La puerta de casa estaba de par en par, como de costumbre. Subí los escalones de dos en dos y al llegar a la habitación de mi madre, me paré. Desde el umbral eché un vistazo. Nada. Abrí el armario y los cajones, hasta debajo de la cama miré. Ni rastro. No podía creerlo ¿Y la caja? La de madera, la de los secretos. Salía de la habitación cuando oí un leve crujido. Me volví y para mi asombro, la puerta del armario estaba abierta. Pensé huir, de puro miedo, pero me acerqué con pasos lentos casi obligándome. Y ahí estaba.


Ni me pregunté por qué no la había visto antes. Vacié el contenido sobre la cama. Una caracola, algunas conchas, cristales de colores, una estrella de mar, un frasquito con arena y mi primera corona. Ahora tenía la certeza. Él me enviaba un mensaje.
Recuerdo las palabras de mi madre, recogiéndome el pelo en una trenza, frente al espejo del tocador.

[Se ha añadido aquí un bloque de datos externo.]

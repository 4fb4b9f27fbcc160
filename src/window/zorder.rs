/// Monotonic stacking counter shared by every window in a registry.
///
/// Each call to [`ZOrder::next`] hands out a value strictly greater than
/// every value handed out before, so assigning it on focus yields a total
/// order by recency. The counter never goes backwards, even when a
/// registry is replaced wholesale, except through [`ZOrder::rebase`] after
/// the owner has renumbered its windows.
#[derive(Debug, Clone, Copy, Default, PartialEq, Eq)]
pub struct ZOrder {
    counter: i32,
}

impl ZOrder {
    pub fn new() -> Self {
        Self::default()
    }

    /// Highest value handed out (or observed) so far.
    pub fn current(&self) -> i32 {
        self.counter
    }

    /// The next value, or `None` once `i32::MAX` has been handed out.
    pub fn next(&mut self) -> Option<i32> {
        self.counter = self.counter.checked_add(1)?;
        Some(self.counter)
    }

    pub fn rebase(&mut self, top: i32) {
        self.counter = top;
    }

    /// Make sure future values sort above an externally supplied index,
    /// e.g. one read back from storage.
    pub fn observe(&mut self, z_index: i32) {
        if z_index > self.counter {
            self.counter = z_index;
        }
    }
}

Con la inquietud típica de la adolescencia había llegado a una conclusión. No me preocupaba en exceso pero el parecido entre mis padres y yo, no existía. Y lo solté sin pensar.
─Mi preciosa, Erin, tú eres hija del mar.
No hubo más comentarios. Debí hacer un gesto extraño y mi madre sonrió a través del espejo. Por supuesto, sonreí también.
Miraba con atención “los secretos” extendidos sobre la colcha, apenas distinguidos por la oscuridad exterior. Encendí la lamparita como si ella arrojara sentido al enigma que tenía entre manos ¡Y vaya si lo hizo!



Dentro de la tapa, y encajado a la perfección, había un sobre camuflado. Al ver su contenido, el corazón me latía con rapidez. Eran fotos. En brazos de papá con la corona adornando mi pelo. Detrás: Erin, tres años. Ninguna foto más. Ni antes ni después. Me moví inquieta en la cama. Había otra, envuelta con delicadeza, en papel de seda. En ella, aparecía una joven de pelo rojizo recogido en una trenza y adornado con una corona de conchas y madreperla. De mirada verde-azulada como el mar. Detrás: Muiréann. No podía creer lo que veía.
Necesitaba pensar en silencio. Fui paseando hasta la playa y las olas me trajeron una melodía. Parecía un canto de llamada. No tenía otra opción. La decisión estaba tomada. Volvería al mar.